### Task requirements
Scan the data below and copy each line where "StaticBuffer" occurs.

### Task data
• • • • • • •
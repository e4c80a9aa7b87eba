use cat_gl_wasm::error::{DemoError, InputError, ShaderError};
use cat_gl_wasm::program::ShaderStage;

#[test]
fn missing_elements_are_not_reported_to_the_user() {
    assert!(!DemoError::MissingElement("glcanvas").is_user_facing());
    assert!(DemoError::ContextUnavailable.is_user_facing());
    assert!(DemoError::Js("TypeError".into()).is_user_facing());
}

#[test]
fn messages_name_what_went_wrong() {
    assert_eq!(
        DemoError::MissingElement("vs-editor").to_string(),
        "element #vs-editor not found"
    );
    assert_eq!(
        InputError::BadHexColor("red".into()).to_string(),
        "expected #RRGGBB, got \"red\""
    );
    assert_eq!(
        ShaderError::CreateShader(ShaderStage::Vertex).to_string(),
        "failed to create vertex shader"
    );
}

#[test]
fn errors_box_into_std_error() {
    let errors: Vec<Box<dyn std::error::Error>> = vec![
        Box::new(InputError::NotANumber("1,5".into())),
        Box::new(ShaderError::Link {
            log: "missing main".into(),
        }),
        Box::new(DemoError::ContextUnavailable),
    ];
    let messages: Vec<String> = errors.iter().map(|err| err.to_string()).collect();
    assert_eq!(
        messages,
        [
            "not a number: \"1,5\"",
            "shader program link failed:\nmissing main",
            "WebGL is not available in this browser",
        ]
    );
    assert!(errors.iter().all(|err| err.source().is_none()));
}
• • • • • • •
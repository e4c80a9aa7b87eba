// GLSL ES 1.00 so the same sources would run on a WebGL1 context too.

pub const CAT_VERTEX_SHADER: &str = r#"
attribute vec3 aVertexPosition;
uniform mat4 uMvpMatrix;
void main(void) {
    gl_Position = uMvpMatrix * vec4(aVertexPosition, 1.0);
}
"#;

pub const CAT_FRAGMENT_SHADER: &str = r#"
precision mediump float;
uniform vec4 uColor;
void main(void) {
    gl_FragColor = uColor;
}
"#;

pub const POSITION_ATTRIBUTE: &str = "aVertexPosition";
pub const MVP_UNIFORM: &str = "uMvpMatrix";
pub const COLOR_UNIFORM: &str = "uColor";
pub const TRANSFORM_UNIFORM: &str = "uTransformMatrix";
• • • • • • •
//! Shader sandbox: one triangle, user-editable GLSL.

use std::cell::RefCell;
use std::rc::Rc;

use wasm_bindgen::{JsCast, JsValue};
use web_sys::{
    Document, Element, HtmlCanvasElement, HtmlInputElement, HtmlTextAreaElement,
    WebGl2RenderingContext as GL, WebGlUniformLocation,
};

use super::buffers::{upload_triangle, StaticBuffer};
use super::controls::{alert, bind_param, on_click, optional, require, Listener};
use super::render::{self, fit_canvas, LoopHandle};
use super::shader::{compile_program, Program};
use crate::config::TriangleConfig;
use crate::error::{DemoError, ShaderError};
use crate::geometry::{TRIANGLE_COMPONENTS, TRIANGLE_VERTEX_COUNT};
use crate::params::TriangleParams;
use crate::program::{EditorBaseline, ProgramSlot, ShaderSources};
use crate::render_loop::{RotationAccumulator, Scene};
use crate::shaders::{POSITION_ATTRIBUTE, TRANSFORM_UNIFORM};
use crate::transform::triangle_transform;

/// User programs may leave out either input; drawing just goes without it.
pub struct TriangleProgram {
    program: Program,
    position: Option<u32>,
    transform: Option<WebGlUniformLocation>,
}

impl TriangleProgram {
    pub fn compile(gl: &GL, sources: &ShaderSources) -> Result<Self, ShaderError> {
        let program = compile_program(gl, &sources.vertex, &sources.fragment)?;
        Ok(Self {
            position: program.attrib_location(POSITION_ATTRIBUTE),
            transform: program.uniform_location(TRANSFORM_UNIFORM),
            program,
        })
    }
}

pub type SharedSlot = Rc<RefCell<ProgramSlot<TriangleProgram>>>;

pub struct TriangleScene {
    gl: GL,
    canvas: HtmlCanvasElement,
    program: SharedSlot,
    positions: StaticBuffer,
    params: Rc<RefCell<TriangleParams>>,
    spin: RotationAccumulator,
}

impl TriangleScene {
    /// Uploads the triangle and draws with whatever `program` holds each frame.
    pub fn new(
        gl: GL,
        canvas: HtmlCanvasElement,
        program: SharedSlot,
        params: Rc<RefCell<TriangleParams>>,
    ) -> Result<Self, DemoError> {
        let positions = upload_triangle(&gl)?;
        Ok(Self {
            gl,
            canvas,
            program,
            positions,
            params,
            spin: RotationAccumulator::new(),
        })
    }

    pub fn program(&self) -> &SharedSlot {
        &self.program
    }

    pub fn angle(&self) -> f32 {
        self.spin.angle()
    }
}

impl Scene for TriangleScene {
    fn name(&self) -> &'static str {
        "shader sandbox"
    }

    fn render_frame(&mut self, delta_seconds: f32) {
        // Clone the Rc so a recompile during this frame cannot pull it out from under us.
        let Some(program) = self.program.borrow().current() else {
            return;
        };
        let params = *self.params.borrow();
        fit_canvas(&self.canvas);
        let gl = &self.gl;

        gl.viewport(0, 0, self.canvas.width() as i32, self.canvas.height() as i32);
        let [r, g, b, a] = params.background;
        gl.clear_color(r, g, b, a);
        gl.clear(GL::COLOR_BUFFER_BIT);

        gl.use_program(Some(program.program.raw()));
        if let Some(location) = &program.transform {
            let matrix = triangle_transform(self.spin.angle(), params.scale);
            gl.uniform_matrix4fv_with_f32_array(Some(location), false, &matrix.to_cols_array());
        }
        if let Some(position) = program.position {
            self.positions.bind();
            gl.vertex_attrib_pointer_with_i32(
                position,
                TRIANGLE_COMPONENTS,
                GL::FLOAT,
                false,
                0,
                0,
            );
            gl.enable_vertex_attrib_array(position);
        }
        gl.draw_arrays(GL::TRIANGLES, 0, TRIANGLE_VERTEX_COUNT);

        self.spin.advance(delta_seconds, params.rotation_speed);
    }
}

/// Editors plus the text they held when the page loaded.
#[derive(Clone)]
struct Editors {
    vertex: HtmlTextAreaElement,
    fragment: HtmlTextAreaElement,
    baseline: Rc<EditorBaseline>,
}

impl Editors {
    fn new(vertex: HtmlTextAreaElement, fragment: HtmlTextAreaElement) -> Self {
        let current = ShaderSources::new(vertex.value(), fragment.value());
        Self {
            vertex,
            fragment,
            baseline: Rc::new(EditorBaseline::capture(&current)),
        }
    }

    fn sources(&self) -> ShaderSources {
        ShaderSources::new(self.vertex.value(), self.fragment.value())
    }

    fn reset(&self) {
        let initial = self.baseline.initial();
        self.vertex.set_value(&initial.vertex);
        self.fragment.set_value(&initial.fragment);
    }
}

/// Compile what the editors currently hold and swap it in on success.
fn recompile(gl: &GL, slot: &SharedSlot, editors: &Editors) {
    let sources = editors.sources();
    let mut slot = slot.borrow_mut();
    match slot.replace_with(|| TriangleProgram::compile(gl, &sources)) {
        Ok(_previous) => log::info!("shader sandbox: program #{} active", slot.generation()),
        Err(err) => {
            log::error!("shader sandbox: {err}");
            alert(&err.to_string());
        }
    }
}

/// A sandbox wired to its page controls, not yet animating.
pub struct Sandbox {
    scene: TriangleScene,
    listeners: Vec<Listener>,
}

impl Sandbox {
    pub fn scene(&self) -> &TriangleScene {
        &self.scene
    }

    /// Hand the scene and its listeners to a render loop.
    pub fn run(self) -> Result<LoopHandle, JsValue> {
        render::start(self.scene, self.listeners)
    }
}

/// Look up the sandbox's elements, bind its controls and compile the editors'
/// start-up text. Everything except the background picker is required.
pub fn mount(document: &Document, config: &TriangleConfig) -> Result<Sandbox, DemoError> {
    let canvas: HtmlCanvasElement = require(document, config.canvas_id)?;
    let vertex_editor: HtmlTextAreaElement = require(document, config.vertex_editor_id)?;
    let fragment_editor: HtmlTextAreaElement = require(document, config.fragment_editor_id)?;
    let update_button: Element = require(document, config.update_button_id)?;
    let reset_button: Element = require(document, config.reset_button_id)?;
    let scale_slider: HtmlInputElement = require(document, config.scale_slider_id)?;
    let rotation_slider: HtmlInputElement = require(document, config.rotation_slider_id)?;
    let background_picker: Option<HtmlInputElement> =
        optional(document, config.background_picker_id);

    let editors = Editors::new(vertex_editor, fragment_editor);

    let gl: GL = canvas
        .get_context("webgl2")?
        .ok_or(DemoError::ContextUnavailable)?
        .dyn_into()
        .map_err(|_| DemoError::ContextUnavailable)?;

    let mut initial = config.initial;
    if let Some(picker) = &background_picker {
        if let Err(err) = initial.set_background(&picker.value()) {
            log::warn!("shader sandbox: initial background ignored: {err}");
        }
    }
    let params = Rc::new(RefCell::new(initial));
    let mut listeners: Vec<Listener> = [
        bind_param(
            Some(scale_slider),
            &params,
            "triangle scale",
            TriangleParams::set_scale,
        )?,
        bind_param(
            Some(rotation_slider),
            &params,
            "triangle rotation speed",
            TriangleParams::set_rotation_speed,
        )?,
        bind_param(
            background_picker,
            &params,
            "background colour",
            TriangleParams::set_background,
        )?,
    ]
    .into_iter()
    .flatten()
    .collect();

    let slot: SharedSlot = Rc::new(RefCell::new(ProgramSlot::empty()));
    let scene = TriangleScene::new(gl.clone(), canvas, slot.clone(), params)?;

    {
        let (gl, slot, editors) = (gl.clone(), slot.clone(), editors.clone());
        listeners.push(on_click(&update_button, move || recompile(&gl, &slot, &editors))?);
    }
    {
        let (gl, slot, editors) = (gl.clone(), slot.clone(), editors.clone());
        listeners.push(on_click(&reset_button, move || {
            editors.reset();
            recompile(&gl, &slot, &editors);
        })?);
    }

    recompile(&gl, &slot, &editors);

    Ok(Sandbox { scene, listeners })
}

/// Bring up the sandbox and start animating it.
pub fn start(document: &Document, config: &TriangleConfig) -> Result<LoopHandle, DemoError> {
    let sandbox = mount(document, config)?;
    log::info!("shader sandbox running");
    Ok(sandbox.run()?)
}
• • • • • • •
### Answer box
use super::buffers::{upload_triangle, StaticBuffer};
    positions: StaticBuffer,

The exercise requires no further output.